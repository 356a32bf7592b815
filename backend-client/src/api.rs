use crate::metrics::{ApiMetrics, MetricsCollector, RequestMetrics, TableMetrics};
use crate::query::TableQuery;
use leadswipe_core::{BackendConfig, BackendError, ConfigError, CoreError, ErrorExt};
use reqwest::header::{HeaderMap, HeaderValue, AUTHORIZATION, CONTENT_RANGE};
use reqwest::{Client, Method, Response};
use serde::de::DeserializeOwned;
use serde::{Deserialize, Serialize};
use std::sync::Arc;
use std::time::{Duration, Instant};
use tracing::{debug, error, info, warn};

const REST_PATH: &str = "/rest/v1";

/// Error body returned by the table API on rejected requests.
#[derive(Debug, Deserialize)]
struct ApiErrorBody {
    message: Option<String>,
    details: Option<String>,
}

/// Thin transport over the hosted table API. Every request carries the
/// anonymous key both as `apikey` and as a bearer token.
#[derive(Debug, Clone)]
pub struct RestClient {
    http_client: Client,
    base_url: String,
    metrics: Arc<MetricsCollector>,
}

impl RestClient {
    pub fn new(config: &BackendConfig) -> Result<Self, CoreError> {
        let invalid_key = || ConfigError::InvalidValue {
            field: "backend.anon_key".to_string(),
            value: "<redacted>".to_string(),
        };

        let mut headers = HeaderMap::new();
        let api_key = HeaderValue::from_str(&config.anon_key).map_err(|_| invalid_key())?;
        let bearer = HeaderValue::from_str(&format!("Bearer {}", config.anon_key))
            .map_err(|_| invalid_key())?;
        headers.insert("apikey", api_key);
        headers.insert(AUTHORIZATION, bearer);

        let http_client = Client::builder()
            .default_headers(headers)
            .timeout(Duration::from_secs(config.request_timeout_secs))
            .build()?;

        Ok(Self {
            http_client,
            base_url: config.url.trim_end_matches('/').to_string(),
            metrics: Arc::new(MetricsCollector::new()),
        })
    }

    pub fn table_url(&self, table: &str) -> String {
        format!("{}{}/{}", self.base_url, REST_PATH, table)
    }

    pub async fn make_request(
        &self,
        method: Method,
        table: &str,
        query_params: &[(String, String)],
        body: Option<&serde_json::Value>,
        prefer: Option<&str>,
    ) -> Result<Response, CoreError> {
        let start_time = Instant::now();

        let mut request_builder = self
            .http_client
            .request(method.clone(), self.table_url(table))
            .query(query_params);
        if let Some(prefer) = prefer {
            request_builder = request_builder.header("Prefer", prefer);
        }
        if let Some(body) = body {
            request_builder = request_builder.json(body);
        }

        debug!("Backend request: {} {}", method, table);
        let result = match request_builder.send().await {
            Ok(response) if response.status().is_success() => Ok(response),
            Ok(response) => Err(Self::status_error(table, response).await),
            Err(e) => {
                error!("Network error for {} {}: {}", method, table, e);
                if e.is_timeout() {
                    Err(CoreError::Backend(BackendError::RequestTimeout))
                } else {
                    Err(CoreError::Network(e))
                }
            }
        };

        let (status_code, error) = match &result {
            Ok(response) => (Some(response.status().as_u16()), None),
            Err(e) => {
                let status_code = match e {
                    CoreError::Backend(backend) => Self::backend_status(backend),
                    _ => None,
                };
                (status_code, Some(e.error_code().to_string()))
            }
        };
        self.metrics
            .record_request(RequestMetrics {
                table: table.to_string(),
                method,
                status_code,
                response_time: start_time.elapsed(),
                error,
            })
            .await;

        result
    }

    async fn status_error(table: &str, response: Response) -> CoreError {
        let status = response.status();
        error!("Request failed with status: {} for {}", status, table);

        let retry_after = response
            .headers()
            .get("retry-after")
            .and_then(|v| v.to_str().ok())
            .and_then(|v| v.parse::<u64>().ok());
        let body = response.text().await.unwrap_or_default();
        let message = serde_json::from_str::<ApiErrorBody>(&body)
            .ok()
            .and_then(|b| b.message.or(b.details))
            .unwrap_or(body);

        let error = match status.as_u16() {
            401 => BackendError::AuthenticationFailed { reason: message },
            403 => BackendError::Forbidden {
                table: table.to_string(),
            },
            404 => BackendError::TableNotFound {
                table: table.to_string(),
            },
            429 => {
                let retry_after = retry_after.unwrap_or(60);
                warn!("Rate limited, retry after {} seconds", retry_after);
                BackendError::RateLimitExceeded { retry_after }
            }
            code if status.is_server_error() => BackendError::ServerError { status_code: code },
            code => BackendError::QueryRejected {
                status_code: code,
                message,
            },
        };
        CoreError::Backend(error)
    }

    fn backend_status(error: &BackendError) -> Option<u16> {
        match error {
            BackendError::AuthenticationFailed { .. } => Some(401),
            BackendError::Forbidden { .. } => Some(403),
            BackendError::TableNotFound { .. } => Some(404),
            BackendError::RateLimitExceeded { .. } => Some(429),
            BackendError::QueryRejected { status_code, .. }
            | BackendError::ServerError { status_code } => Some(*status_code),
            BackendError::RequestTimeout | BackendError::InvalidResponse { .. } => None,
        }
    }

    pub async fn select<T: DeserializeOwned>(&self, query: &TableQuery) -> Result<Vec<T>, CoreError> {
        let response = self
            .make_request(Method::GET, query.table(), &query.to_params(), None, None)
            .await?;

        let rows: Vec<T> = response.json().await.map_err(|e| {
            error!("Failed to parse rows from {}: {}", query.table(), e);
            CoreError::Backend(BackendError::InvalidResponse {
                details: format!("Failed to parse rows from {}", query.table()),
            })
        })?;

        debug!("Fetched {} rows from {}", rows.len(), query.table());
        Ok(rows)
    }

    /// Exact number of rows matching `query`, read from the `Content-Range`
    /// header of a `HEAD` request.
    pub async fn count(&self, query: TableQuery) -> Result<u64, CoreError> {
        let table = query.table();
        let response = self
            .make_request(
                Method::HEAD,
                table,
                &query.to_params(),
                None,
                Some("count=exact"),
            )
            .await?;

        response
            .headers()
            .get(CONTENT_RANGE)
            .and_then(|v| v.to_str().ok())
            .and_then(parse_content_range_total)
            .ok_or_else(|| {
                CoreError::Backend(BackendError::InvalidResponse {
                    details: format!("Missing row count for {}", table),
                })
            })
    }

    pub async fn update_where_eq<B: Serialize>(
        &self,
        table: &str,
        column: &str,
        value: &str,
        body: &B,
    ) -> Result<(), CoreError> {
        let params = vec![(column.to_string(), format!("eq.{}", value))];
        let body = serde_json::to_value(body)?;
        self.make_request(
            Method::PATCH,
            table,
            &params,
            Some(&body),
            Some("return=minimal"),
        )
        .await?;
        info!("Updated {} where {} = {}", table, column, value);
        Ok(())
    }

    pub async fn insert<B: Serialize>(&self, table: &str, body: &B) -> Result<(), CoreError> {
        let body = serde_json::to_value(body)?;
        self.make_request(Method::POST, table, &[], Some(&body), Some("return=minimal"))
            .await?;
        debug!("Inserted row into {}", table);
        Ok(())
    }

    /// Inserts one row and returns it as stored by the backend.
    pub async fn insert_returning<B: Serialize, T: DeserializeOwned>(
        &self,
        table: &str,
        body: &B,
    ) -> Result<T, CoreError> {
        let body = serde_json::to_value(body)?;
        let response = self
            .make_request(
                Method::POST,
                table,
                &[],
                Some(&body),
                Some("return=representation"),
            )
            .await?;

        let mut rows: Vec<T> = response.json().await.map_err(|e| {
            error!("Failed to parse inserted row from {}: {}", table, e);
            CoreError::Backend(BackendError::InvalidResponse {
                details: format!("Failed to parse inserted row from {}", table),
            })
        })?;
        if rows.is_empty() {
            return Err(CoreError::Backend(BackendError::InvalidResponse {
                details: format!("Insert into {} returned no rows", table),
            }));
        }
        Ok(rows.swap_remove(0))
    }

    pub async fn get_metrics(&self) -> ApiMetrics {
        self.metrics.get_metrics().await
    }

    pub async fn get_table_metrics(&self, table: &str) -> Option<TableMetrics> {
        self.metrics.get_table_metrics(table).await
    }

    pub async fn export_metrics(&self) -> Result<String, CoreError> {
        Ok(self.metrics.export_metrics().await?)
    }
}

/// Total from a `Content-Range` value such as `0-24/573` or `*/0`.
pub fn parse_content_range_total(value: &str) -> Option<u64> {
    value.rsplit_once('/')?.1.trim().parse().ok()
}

+-------+

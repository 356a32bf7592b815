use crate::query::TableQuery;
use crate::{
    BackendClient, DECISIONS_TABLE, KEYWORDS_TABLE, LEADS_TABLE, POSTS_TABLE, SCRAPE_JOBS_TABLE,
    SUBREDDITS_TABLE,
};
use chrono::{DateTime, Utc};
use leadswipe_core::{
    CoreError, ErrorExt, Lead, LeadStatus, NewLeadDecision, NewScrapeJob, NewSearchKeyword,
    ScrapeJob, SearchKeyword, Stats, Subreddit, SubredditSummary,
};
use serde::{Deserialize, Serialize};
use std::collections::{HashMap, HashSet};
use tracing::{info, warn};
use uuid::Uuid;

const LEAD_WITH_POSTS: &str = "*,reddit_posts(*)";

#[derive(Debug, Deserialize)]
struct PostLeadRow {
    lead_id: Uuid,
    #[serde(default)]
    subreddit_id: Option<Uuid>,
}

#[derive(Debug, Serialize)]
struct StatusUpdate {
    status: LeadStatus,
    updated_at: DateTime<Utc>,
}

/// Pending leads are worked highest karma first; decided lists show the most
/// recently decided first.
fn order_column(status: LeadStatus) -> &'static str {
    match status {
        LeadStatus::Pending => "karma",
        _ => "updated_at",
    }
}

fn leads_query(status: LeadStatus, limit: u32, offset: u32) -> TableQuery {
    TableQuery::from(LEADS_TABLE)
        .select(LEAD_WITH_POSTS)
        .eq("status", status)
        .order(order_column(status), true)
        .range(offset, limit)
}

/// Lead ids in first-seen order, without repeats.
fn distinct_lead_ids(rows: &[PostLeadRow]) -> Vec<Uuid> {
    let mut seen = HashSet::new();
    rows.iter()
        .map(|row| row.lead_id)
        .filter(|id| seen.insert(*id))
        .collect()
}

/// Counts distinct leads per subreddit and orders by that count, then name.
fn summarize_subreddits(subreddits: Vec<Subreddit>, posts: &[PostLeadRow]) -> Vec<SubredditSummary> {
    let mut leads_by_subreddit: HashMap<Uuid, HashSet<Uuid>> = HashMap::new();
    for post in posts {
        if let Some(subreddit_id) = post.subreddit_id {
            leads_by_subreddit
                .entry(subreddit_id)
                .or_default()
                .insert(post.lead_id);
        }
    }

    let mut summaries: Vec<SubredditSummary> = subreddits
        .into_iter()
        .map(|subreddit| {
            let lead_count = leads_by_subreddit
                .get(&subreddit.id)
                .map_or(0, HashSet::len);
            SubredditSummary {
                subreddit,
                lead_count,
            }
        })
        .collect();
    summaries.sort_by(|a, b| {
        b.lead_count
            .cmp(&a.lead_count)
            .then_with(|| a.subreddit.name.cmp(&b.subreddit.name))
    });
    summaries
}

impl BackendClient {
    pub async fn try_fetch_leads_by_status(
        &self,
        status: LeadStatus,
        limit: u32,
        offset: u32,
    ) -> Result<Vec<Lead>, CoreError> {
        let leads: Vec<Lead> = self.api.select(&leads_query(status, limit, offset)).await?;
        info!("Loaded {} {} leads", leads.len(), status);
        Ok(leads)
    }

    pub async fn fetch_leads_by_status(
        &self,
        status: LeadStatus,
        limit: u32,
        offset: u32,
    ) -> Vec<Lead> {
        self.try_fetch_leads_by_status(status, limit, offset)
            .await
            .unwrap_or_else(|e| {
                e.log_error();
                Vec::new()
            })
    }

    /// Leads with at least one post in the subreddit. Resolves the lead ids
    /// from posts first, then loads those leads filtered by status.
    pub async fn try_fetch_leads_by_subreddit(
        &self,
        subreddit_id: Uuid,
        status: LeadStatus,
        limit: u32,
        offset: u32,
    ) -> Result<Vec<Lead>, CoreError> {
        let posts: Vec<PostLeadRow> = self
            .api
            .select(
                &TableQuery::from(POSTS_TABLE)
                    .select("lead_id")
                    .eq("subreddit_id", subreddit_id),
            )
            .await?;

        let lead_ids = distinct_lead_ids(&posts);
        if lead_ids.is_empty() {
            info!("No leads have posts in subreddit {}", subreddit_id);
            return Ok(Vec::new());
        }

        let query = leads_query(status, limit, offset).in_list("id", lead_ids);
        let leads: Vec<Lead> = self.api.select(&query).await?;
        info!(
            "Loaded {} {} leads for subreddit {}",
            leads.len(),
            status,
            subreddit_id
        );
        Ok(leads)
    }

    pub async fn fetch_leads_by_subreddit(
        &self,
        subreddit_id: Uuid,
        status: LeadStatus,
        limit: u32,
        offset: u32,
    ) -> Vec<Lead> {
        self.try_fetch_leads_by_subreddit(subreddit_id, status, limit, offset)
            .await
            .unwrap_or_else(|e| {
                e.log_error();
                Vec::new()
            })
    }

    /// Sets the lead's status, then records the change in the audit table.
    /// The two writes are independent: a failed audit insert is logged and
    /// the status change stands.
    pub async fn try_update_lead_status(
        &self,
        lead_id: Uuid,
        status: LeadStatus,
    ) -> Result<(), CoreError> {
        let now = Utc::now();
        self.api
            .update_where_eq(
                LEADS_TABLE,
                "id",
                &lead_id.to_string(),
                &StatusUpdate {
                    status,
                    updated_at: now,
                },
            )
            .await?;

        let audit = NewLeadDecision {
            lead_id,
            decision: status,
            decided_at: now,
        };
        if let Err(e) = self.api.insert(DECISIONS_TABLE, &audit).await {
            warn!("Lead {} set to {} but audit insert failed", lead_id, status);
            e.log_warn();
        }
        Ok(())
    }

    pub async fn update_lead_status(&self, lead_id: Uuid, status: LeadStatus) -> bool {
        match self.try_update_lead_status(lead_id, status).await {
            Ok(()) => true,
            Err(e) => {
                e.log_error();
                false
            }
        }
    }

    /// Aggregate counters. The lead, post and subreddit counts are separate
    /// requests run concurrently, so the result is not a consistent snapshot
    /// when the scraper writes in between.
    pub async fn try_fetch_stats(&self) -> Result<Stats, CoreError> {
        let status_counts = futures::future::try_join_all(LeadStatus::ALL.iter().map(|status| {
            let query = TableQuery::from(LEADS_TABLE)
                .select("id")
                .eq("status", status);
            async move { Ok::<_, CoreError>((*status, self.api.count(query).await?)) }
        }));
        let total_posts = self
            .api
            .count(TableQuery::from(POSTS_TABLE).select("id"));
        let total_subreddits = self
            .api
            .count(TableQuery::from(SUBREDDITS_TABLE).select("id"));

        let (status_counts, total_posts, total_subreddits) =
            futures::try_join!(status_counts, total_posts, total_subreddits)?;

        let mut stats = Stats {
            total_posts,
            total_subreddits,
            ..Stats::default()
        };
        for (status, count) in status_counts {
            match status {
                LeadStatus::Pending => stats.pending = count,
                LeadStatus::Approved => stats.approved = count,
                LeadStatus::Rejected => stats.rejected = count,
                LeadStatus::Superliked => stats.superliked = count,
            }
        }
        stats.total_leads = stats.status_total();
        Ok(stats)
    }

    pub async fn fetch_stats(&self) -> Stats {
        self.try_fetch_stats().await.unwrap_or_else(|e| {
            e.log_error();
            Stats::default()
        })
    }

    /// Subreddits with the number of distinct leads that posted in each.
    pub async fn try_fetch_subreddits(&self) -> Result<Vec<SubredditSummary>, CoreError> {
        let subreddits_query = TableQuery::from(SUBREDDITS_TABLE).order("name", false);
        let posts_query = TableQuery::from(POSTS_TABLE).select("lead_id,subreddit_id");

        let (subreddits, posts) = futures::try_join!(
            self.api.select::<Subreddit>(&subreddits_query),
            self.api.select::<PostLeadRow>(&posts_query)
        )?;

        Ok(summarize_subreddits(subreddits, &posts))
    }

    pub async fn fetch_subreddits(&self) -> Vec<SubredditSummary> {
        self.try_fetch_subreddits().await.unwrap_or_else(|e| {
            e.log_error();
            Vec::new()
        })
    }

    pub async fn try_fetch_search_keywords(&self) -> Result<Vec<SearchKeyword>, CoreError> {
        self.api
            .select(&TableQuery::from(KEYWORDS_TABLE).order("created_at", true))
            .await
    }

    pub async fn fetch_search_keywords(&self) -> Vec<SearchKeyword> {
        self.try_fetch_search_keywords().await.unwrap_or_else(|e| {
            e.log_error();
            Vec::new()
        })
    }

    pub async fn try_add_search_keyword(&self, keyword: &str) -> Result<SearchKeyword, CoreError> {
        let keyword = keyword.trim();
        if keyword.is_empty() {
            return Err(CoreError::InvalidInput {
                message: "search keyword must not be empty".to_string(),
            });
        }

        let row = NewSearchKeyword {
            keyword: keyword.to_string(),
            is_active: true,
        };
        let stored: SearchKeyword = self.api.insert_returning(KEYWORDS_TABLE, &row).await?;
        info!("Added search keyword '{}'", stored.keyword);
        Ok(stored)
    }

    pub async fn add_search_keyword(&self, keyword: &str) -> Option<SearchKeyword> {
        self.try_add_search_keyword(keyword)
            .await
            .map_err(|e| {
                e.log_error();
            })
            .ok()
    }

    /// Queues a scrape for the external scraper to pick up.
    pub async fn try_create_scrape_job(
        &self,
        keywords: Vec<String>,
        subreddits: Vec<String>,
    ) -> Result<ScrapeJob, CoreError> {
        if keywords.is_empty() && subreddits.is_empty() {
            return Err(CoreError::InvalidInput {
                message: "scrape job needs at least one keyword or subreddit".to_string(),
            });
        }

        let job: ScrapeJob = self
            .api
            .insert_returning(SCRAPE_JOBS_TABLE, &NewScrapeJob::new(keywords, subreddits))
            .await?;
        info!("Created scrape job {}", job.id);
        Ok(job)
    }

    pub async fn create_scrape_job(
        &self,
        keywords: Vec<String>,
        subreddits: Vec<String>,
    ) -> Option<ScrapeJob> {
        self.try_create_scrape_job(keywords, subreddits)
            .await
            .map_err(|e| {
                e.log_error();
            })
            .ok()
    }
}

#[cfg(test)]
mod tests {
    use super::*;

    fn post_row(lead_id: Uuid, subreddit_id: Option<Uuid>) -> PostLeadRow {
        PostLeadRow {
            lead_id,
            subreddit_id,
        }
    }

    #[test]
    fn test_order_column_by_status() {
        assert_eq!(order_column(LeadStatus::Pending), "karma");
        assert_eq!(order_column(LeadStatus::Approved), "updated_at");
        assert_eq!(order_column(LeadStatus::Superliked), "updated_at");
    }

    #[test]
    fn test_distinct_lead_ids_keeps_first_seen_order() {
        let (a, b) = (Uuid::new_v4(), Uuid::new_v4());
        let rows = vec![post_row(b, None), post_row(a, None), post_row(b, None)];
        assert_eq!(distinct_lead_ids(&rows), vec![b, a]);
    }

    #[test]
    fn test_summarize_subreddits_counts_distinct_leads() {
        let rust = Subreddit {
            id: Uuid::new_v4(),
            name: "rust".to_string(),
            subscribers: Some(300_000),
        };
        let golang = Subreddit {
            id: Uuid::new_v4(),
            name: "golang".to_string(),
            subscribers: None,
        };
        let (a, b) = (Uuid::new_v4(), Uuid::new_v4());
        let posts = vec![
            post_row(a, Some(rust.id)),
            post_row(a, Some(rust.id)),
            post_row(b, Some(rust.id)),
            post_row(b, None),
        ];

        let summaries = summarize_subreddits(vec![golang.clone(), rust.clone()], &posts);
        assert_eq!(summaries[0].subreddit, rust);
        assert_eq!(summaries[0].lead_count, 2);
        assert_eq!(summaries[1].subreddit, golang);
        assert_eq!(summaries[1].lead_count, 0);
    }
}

+-------+

- **WORK INSTRUCTION**: Wherever the word "AUTHORIZATION" appears in the entries above, copy that line.

- **TASK SOLUTION**:
use reqwest::header::{HeaderMap, HeaderValue, AUTHORIZATION, CONTENT_RANGE};
        headers.insert(AUTHORIZATION, bearer);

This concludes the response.